Dataset entries:

+++

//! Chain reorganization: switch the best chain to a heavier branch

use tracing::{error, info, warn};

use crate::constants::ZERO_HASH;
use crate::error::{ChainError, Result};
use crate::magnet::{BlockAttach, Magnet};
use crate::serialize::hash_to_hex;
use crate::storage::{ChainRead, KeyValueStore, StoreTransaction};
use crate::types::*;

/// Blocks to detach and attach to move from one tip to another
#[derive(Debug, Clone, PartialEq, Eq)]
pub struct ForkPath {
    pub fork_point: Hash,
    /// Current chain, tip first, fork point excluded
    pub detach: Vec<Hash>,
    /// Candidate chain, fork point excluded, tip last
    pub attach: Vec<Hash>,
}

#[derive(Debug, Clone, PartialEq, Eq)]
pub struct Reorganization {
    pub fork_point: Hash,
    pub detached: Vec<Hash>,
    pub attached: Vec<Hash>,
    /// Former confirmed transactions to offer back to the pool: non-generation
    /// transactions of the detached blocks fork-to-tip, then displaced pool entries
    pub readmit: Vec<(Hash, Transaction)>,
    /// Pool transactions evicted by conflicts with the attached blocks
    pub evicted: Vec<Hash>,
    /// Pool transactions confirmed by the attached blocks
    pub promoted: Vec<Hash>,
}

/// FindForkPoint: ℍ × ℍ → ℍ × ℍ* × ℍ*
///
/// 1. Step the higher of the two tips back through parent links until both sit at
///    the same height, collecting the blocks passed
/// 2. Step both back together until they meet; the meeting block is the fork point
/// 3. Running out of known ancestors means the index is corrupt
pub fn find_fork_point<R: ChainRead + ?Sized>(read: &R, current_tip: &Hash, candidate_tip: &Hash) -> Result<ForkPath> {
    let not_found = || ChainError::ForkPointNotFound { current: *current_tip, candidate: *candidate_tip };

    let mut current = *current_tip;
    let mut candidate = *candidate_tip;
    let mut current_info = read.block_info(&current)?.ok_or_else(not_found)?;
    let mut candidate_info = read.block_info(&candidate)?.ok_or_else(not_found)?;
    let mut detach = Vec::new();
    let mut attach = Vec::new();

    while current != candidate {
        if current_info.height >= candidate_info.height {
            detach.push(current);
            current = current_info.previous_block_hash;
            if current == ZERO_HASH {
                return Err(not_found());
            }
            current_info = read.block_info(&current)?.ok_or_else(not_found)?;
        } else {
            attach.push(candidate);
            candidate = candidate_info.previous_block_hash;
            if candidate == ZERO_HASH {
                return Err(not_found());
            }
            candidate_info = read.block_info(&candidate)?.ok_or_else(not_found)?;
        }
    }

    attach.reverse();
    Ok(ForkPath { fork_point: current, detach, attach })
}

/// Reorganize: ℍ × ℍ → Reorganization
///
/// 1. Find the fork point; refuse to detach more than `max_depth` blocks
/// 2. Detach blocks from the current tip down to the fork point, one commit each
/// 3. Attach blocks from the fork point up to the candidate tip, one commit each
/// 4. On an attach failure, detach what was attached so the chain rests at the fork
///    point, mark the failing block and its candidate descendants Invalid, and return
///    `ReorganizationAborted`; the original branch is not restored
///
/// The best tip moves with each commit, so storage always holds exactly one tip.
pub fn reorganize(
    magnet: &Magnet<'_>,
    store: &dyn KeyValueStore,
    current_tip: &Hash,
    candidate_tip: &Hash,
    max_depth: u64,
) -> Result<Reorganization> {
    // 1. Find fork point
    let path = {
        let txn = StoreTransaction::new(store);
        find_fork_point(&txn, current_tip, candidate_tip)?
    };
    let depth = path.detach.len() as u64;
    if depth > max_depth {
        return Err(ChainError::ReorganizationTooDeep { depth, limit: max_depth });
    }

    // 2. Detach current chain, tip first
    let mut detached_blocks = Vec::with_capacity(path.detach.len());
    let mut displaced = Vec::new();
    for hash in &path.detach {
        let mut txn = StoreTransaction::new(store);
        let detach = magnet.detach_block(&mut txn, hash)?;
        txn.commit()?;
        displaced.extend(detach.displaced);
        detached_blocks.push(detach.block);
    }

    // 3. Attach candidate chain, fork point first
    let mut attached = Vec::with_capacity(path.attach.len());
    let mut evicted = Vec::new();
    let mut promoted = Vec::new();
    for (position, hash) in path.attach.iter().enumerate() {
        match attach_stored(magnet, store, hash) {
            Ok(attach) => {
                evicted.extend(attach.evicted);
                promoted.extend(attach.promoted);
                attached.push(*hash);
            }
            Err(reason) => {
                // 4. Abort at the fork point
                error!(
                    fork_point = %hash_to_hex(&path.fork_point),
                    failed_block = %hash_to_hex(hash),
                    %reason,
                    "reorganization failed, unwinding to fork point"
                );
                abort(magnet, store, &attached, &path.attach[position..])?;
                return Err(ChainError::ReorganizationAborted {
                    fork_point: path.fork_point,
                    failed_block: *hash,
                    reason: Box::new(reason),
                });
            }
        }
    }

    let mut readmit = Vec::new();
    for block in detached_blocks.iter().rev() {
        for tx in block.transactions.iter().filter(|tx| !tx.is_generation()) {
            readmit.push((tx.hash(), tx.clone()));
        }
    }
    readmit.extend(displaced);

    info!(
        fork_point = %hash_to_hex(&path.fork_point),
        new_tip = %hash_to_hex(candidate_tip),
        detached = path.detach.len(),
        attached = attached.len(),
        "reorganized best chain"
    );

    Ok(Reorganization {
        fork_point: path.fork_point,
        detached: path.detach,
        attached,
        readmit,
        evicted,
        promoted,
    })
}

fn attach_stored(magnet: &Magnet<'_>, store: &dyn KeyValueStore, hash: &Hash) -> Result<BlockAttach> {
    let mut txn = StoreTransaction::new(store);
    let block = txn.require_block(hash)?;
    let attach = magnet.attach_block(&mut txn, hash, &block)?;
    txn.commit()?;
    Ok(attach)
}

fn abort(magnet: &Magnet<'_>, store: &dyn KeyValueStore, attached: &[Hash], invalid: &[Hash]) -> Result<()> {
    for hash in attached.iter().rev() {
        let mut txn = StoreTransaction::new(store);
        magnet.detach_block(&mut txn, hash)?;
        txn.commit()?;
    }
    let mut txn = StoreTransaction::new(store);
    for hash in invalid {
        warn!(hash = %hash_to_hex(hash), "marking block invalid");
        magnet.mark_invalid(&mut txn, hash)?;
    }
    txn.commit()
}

+++

__WHAT YOU NEED TO DO__
Retype the entries above exactly, but only from the line containing "while current != candidate" through the line containing "tip, one commit each", both included.

__OUTPUT FOR THIS TASK__
    while current != candidate {
        if current_info.height >= candidate_info.height {
            detach.push(current);
            current = current_info.previous_block_hash;
            if current == ZERO_HASH {
                return Err(not_found());
            }
            current_info = read.block_info(&current)?.ok_or_else(not_found)?;
        } else {
            attach.push(candidate);
            candidate = candidate_info.previous_block_hash;
            if candidate == ZERO_HASH {
                return Err(not_found());
            }
            candidate_info = read.block_info(&candidate)?.ok_or_else(not_found)?;
        }
    }

    attach.reverse();
    Ok(ForkPath { fork_point: current, detach, attach })
}

/// Reorganize: ℍ × ℍ → Reorganization
///
/// 1. Find the fork point; refuse to detach more than `max_depth` blocks
/// 2. Detach blocks from the current tip down to the fork point, one commit each
/// 3. Attach blocks from the fork point up to the candidate tip, one commit each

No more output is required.